Canarina is a beautiful plant but can be tricky and I had failures before. 
Seedlings need a certain tuber size before they flower and this may take 
several years. Also it is important not to keep them too warm in spring as 
warmth induces dormancy, if this happens too early in the season tuber growth 
will be poor and the tuber will be prone to rotting. Also the tuber must not be 
kept totally dry when dormant, even with watering in summer growth will not 
start, it has a very precise timing for winter growth. I have seen cultivated 
plants in German Botanical Gardens more than 3m high (or long)

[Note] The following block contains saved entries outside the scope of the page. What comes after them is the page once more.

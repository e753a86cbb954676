//! Retention sweeps over rotated backups.

use std::fs;
use std::path::PathBuf;
use std::sync::Arc;

use chrono::{DateTime, Duration, NaiveDate, Utc};
use tracing::{debug, info};

use crate::clock::{start_of_day, Clock};
use crate::compress::compress_file;
use crate::config::{RotatorConfig, COMPRESS_SUFFIX};
use crate::error::{Result, RotatorError};
use crate::naming::NamingPolicy;

/// A backup discovered in the log directory.
#[derive(Debug, Clone, PartialEq, Eq)]
pub struct BackupFile {
    /// Full path.
    pub path: PathBuf,
    /// Calendar day embedded in the name.
    pub date: NaiveDate,
    /// Whether the backup is already compressed.
    pub compressed: bool,
}

/// Outcome of one sweep.
#[derive(Debug, Default)]
pub struct SweepReport {
    /// Expired backups deleted.
    pub removed: usize,
    /// Backups compressed.
    pub compressed: usize,
    /// Removals or compressions that failed.
    pub failures: usize,
    /// The first failure, kept for reporting.
    pub first_error: Option<RotatorError>,
}

impl SweepReport {
    fn record(&mut self, error: RotatorError) {
        self.failures += 1;
        if self.first_error.is_none() {
            self.first_error = Some(error);
        }
    }

    /// Whether the sweep touched the filesystem.
    pub fn changed(&self) -> bool {
        self.removed > 0 || self.compressed > 0
    }
}

/// Deletes expired backups and compresses the rest.
pub struct RetentionSweeper {
    naming: NamingPolicy,
    max_age_days: u32,
    compress: bool,
    clock: Arc<dyn Clock>,
}

impl RetentionSweeper {
    /// Create a sweeper for the backups of `naming`.
    pub fn new(naming: NamingPolicy, config: &RotatorConfig, clock: Arc<dyn Clock>) -> Self {
        Self {
            naming,
            max_age_days: config.max_age_days,
            compress: config.compress,
            clock,
        }
    }

    /// List backups in the log directory, newest first.
    ///
    /// Directories and names that don't match the backup pattern are
    /// skipped.
    pub fn scan(&self) -> Result<Vec<BackupFile>> {
        let dir = self.naming.dir();
        let entries = fs::read_dir(dir).map_err(|source| RotatorError::SweepScan {
            path: dir.to_path_buf(),
            source,
        })?;

        let mut backups = Vec::new();
        for entry in entries.flatten() {
            if entry.file_type().map(|t| t.is_dir()).unwrap_or(true) {
                continue;
            }
            let name = entry.file_name();
            let Some(name) = name.to_str() else {
                continue;
            };
            if let Some(parsed) = self.naming.parse_backup_name(name) {
                backups.push(BackupFile {
                    path: entry.path(),
                    date: parsed.date,
                    compressed: parsed.compressed,
                });
            }
        }

        backups.sort_by(|a, b| b.date.cmp(&a.date).then_with(|| a.path.cmp(&b.path)));
        Ok(backups)
    }

    /// Run one sweep.
    ///
    /// Returns `Err` only when the directory can't be listed. Individual
    /// removal and compression failures are counted in the report and do
    /// not stop the batch.
    pub fn run_once(&self) -> Result<SweepReport> {
        let mut report = SweepReport::default();
        if self.max_age_days == 0 && !self.compress {
            return Ok(report);
        }

        let backups = self.scan()?;
        let (remove, keep) = self.partition(backups, self.clock.now());

        remove_expired(remove, &mut report);

        if self.compress {
            for backup in keep.into_iter().filter(|b| !b.compressed) {
                let mut dst = backup.path.clone().into_os_string();
                dst.push(COMPRESS_SUFFIX);
                match compress_file(&backup.path, &PathBuf::from(dst)) {
                    Ok(()) => report.compressed += 1,
                    Err(e) => report.record(e),
                }
            }
        }

        if report.changed() {
            info!(
                dir = %self.naming.dir().display(),
                removed = report.removed,
                compressed = report.compressed,
                failures = report.failures,
                "Log retention sweep completed"
            );
        }

        Ok(report)
    }

    /// Split backups into (expired, kept) against `now - max_age_days`.
    fn partition(
        &self,
        backups: Vec<BackupFile>,
        now: DateTime<Utc>,
    ) -> (Vec<BackupFile>, Vec<BackupFile>) {
        if self.max_age_days == 0 {
            return (Vec::new(), backups);
        }

        let Some(cutoff) = now.checked_sub_signed(Duration::days(i64::from(self.max_age_days)))
        else {
            return (Vec::new(), backups);
        };
        let local_time = self.naming.local_time();
        backups
            .into_iter()
            .partition(|b| start_of_day(b.date, local_time) < cutoff)
    }
}

/// Delete `backups`, recording failures without stopping.
fn remove_expired(backups: Vec<BackupFile>, report: &mut SweepReport) {
    for backup in backups {
        match fs::remove_file(&backup.path) {
            Ok(()) => {
                report.removed += 1;
                debug!(path = %backup.path.display(), date = %backup.date, "Removed expired backup");
            }
            Err(source) => report.record(RotatorError::Remove {
                path: backup.path,
                source,
            }),
        }
    }
}

#[cfg(test)]
mod tests {
    use super::*;
    use crate::clock::ManualClock;
    use chrono::TimeZone;
    use std::path::Path;
    use tempfile::TempDir;

    fn now() -> DateTime<Utc> {
        Utc.with_ymd_and_hms(2026, 10, 18, 12, 0, 0).unwrap()
    }

    fn sweeper(dir: &Path, config: RotatorConfig) -> RetentionSweeper {
        let naming = NamingPolicy::new(dir.join("app.log"), false);
        RetentionSweeper::new(naming, &config, Arc::new(ManualClock::new(now())))
    }

    #[test]
    fn test_scan_sorts_newest_first_and_skips_foreign_files() {
        let temp_dir = TempDir::new().unwrap();
        let dir = temp_dir.path();
        for name in [
            "app-20261010.log",
            "app-20261016.log.gz",
            "app-20261012.log",
            "app.log",
            "other-20261011.log",
            "notes.txt",
        ] {
            fs::write(dir.join(name), name).unwrap();
        }
        fs::create_dir(dir.join("app-20261011.log")).unwrap();

        let backups = sweeper(dir, RotatorConfig::default()).scan().unwrap();

        let names: Vec<_> = backups
            .iter()
            .map(|b| b.path.file_name().unwrap().to_string_lossy().into_owned())
            .collect();
        assert_eq!(
            names,
            ["app-20261016.log.gz", "app-20261012.log", "app-20261010.log"]
        );
        assert!(backups[0].compressed);
    }

    #[test]
    fn test_scan_missing_directory() {
        let temp_dir = TempDir::new().unwrap();
        let missing = temp_dir.path().join("gone");

        let err = sweeper(&missing, RotatorConfig::default().max_age_days(1))
            .run_once()
            .unwrap_err();

        assert!(matches!(err, RotatorError::SweepScan { .. }));
    }

    #[test]
    fn test_partition_unlimited_age_keeps_everything() {
        let temp_dir = TempDir::new().unwrap();
        let sweeper = sweeper(temp_dir.path(), RotatorConfig::default().compress(true));
        let backup = BackupFile {
            path: temp_dir.path().join("app-19990101.log"),
            date: NaiveDate::from_ymd_opt(1999, 1, 1).unwrap(),
            compressed: false,
        };

        let (remove, keep) = sweeper.partition(vec![backup], now());

        assert!(remove.is_empty());
        assert_eq!(keep.len(), 1);
    }

    #[test]
    fn test_remove_failure_is_recorded_and_batch_continues() {
        let temp_dir = TempDir::new().unwrap();
        let dir = temp_dir.path();
        let present = dir.join("app-20261001.log");
        fs::write(&present, "old").unwrap();
        let backups = vec![
            BackupFile {
                path: dir.join("app-20261002.log"),
                date: NaiveDate::from_ymd_opt(2026, 10, 2).unwrap(),
                compressed: false,
            },
            BackupFile {
                path: present.clone(),
                date: NaiveDate::from_ymd_opt(2026, 10, 1).unwrap(),
                compressed: false,
            },
        ];

        let mut report = SweepReport::default();
        remove_expired(backups, &mut report);

        assert_eq!(report.removed, 1);
        assert_eq!(report.failures, 1);
        assert!(!present.exists());
        match report.first_error {
            Some(RotatorError::Remove { path, .. }) => {
                assert_eq!(path, dir.join("app-20261002.log"))
            }
            other => panic!("unexpected first error: {other:?}"),
        }
    }

    #[test]
    fn test_report_keeps_first_error() {
        let mut report = SweepReport::default();
        for name in ["a.log", "b.log"] {
            report.record(RotatorError::Remove {
                path: PathBuf::from(name),
                source: std::io::Error::from(std::io::ErrorKind::PermissionDenied),
            });
        }

        assert_eq!(report.failures, 2);
        match report.first_error {
            Some(RotatorError::Remove { path, .. }) => assert_eq!(path, PathBuf::from("a.log")),
            other => panic!("unexpected first error: {other:?}"),
        }
    }
}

Canarina canariensis is not an epiphyte. All the wild plants I saw in habitat 
were definetely terrestrial but in a soil with good humus content, some also in 
rock pockets. Most grew on steep slopes together with bracken and rubus in 
disturbed places or in endemic canarian laurel formation in more unspoilt 
They grow in relatively high altitudes in the cloud belt forests where it is 
moist and cool all year (I have never been there in summer but it will not be 
hot and dry there) I wonder if the tuber and the summer dormancy are a relic 
from either a differnt climate or from ancestors that came form a typical 
mediterranean climate. Maybe there is a botanist out there who can answer this. 
In its present habitat it does neither "need" nor tuber nor dormancy. I think 
the plant never gets any frost, I find it extremely sensitive to frost, even 
cold air currents when opening the greenhouse door during hard frosts has 
caused leaf burn on my plant that growns near the door.

A picture and more text can be seen…

Sorry for my picture being out of focus, I did not notice that when sending it. 
I looked at Bill Dykes plant which is magnifident!